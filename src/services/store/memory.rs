use async_trait::async_trait;
use std::collections::{BTreeMap, HashMap};
use std::sync::Arc;
use std::time::Duration;
use tokio::sync::{Mutex, RwLock};
use tokio::time::Instant;
use uuid::Uuid;

use super::{JobStore, StoreError};
use crate::models::job::{Job, JobStatus, Transition};
use crate::models::worker::WorkerSnapshot;

/// In-process store. Each record sits behind its own mutex, so transitions on
/// one job never wait on another.
#[derive(Default)]
pub struct MemoryJobStore {
    jobs: RwLock<HashMap<Uuid, Arc<Mutex<Job>>>>,
    /// Worker snapshots with their expiry.
    workers: RwLock<HashMap<String, (Instant, WorkerSnapshot)>>,
}

impl MemoryJobStore {
    pub fn new() -> Self {
        Self::default()
    }

    async fn record(&self, id: Uuid) -> Option<Arc<Mutex<Job>>> {
        self.jobs.read().await.get(&id).cloned()
    }
}

#[async_trait]
impl JobStore for MemoryJobStore {
    async fn insert(&self, job: &Job) -> Result<(), StoreError> {
        let mut jobs = self.jobs.write().await;
        if jobs.contains_key(&job.id) {
            return Err(StoreError::Duplicate(job.id));
        }
        jobs.insert(job.id, Arc::new(Mutex::new(job.clone())));
        Ok(())
    }

    async fn get(&self, id: Uuid) -> Result<Option<Job>, StoreError> {
        match self.record(id).await {
            Some(record) => Ok(Some(record.lock().await.clone())),
            None => Ok(None),
        }
    }

    async fn transition(&self, id: Uuid, transition: &Transition) -> Result<Job, StoreError> {
        let record = self.record(id).await.ok_or(StoreError::NotFound(id))?;
        let mut job = record.lock().await;

        // Apply to a copy so a rejected transition leaves the record as it was.
        let mut next = job.clone();
        next.apply(transition)?;
        *job = next.clone();
        Ok(next)
    }

    async fn list(&self, status: Option<JobStatus>, limit: usize) -> Result<Vec<Job>, StoreError> {
        let records: Vec<_> = self.jobs.read().await.values().cloned().collect();

        let mut jobs = Vec::with_capacity(records.len());
        for record in records {
            let job = record.lock().await.clone();
            if status.map_or(true, |s| job.status == s) {
                jobs.push(job);
            }
        }
        jobs.sort_by(|a, b| b.created_at.cmp(&a.created_at));
        jobs.truncate(limit);
        Ok(jobs)
    }

    async fn publish_workers(
        &self,
        workers: &BTreeMap<String, WorkerSnapshot>,
        ttl: Duration,
    ) -> Result<(), StoreError> {
        let expires = Instant::now() + ttl;
        let mut published = self.workers.write().await;
        for (name, snapshot) in workers {
            published.insert(name.clone(), (expires, snapshot.clone()));
        }
        Ok(())
    }

    async fn worker_snapshots(&self) -> Result<BTreeMap<String, WorkerSnapshot>, StoreError> {
        let now = Instant::now();
        let mut published = self.workers.write().await;
        published.retain(|_, (expires, _)| *expires > now);
        Ok(published
            .iter()
            .map(|(name, (_, snapshot))| (name.clone(), snapshot.clone()))
            .collect())
    }

    async fn health(&self) -> Result<(), StoreError> {
        Ok(())
    }

    fn describe(&self) -> String {
        "memory".to_string()
    }
}
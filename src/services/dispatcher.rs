use serde::Serialize;
use std::sync::Arc;
use tokio::sync::broadcast;
use uuid::Uuid;

use crate::models::job::{ErrorKind, Job, JobEvent, JobStatus, JobView, Transition};
use crate::models::operation::{OperationDescriptor, OperationKind};
use crate::models::worker::{HealthState, SystemHealth, WorkerStatus};
use crate::services::preview::PreviewService;
use crate::services::queue::{Broker, QueueError, TaskEnvelope};
use crate::services::registry::{OperationRegistry, ValidationError};
use crate::services::store::{JobLedger, StoreError};
use crate::services::worker_pool::WorkerPool;

/// Upper bound on `list_jobs` page size.
pub const MAX_LIST_LIMIT: usize = 100;

/// Front door of the job system: submission, status, cancellation and
/// introspection. Constructed once at startup and shut down explicitly.
pub struct JobService {
    registry: OperationRegistry,
    ledger: JobLedger,
    broker: Arc<dyn Broker>,
    previews: PreviewService,
    pool: Option<WorkerPool>,
}

#[derive(Debug, Clone, Serialize)]
pub struct CancelResult {
    pub job_id: Uuid,
    pub accepted: bool,
    pub message: String,
}

impl JobService {
    pub fn new(
        registry: OperationRegistry,
        ledger: JobLedger,
        broker: Arc<dyn Broker>,
        previews: PreviewService,
        pool: Option<WorkerPool>,
    ) -> Self {
        Self {
            registry,
            ledger,
            broker,
            previews,
            pool,
        }
    }

    /// Validate, record as Pending and enqueue. Nothing is stored when
    /// validation fails.
    pub async fn submit(
        &self,
        operation_type: &str,
        parameters: serde_json::Value,
    ) -> Result<Uuid, DispatchError> {
        let descriptor = self.registry.parse(operation_type, parameters)?;
        self.submit_descriptor(descriptor).await
    }

    pub async fn submit_descriptor(
        &self,
        descriptor: OperationDescriptor,
    ) -> Result<Uuid, DispatchError> {
        self.registry.validate(&descriptor)?;

        let job = Job::new(descriptor);
        self.ledger.create(&job).await?;

        let envelope = TaskEnvelope::new(job.id, job.descriptor.clone());
        if let Err(e) = self.broker.publish(&envelope).await {
            tracing::error!(job_id = %job.id, error = %e, "Failed to enqueue job");
            let failed = Transition::Fail {
                kind: ErrorKind::Internal,
                error: format!("Failed to queue job: {e}"),
            };
            if let Err(store_err) = self.ledger.apply(job.id, &failed).await {
                tracing::error!(job_id = %job.id, error = %store_err, "Failed to mark unqueued job as failed");
            }
            return Err(DispatchError::Queue(e));
        }

        let operation: &'static str = job.operation.into();
        metrics::counter!("raster_jobs_submitted_total", "operation" => operation).increment(1);
        tracing::info!(
            job_id = %job.id,
            operation = %job.operation,
            inputs = ?job.descriptor.input_paths(),
            "Job submitted"
        );
        Ok(job.id)
    }

    /// Always returns a view; unknown ids come back with `found = false`.
    pub async fn get_job(&self, job_id: Uuid) -> JobView {
        match self.ledger.get(job_id).await {
            Ok(Some(job)) => job.view(),
            Ok(None) => JobView::not_found(job_id),
            Err(e) => {
                tracing::error!(job_id = %job_id, error = %e, "Error retrieving job status");
                JobView::unavailable(job_id, &e.to_string())
            }
        }
    }

    /// Request cancellation. Only Pending or Running jobs are accepted.
    pub async fn cancel(&self, job_id: Uuid) -> Result<CancelResult, DispatchError> {
        match self.ledger.apply(job_id, &Transition::Cancel).await {
            Ok(_) => {
                if let Some(pool) = &self.pool {
                    pool.signal_cancel(job_id).await;
                }
                tracing::info!(job_id = %job_id, "Job cancelled");
                Ok(CancelResult {
                    job_id,
                    accepted: true,
                    message: "Job cancelled".to_string(),
                })
            }
            Err(StoreError::Invalid(e)) => Ok(CancelResult {
                job_id,
                accepted: false,
                message: format!("Job is already {}", e.from),
            }),
            Err(StoreError::NotFound(_)) => Ok(CancelResult {
                job_id,
                accepted: false,
                message: "Job not found".to_string(),
            }),
            Err(e) => Err(e.into()),
        }
    }

    pub async fn list_jobs(
        &self,
        status: Option<JobStatus>,
        limit: usize,
    ) -> Result<Vec<JobView>, DispatchError> {
        let limit = limit.clamp(1, MAX_LIST_LIMIT);
        let jobs = self.ledger.store().list(status, limit).await?;
        Ok(jobs.iter().map(Job::view).collect())
    }

    /// Executors of every process sharing the store. The embedded pool, if
    /// any, is read directly and wins over its own published snapshots.
    pub async fn get_worker_status(&self) -> WorkerStatus {
        let mut workers = match self.ledger.store().worker_snapshots().await {
            Ok(workers) => workers,
            Err(e) => {
                tracing::warn!(error = %e, "Could not read published worker snapshots");
                Default::default()
            }
        };
        if let Some(pool) = &self.pool {
            workers.extend(pool.status().await.workers);
        }

        WorkerStatus {
            total_active_tasks: workers.values().map(|w| w.active_task_count).sum(),
            workers,
            registered_operation_types: self.registry.kinds(),
        }
    }

    pub async fn health(&self) -> SystemHealth {
        let store_ok = match self.ledger.store().health().await {
            Ok(()) => true,
            Err(e) => {
                tracing::warn!(error = %e, "Job store health check failed");
                false
            }
        };
        let broker_ok = match self.broker.health().await {
            Ok(()) => true,
            Err(e) => {
                tracing::warn!(error = %e, "Broker health check failed");
                false
            }
        };
        let queue_depth = if broker_ok {
            self.broker.depth().await.ok()
        } else {
            None
        };

        let workers = self.get_worker_status().await;
        let live_workers = workers.workers.values().filter(|w| w.alive).count();
        let active_tasks = workers.total_active_tasks;
        let pool_down = self.pool.as_ref().is_some_and(|pool| pool.live_workers() == 0);

        let status = if !(store_ok && broker_ok) {
            HealthState::Unhealthy
        } else if pool_down {
            HealthState::Degraded
        } else {
            HealthState::Healthy
        };

        SystemHealth {
            status,
            workers_available: live_workers > 0,
            live_workers,
            active_tasks,
            queue_depth,
            broker: self.broker.describe(),
            store: self.ledger.store().describe(),
        }
    }

    /// Push channel of job events applied in this process.
    pub fn subscribe(&self) -> broadcast::Receiver<JobEvent> {
        self.ledger.subscribe()
    }

    pub fn previews(&self) -> &PreviewService {
        &self.previews
    }

    pub fn registered_operations(&self) -> Vec<OperationKind> {
        self.registry.kinds()
    }

    pub fn pool(&self) -> Option<&WorkerPool> {
        self.pool.as_ref()
    }

    pub async fn shutdown(&self) {
        if let Some(pool) = &self.pool {
            pool.shutdown().await;
        }
    }
}

#[derive(Debug, thiserror::Error)]
pub enum DispatchError {
    #[error(transparent)]
    Validation(#[from] ValidationError),

    #[error("Job store error: {0}")]
    Store(#[from] StoreError),

    #[error("Failed to queue job: {0}")]
    Queue(#[from] QueueError),
}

[What is expected]
Using the records above, write out exactly the lines from the one containing "pub enum DispatchError" through the last, and add nothing.

[Response to this exercise]
pub enum DispatchError {
    #[error(transparent)]
    Validation(#[from] ValidationError),

    #[error("Job store error: {0}")]
    Store(#[from] StoreError),

    #[error("Failed to queue job: {0}")]
    Queue(#[from] QueueError),
}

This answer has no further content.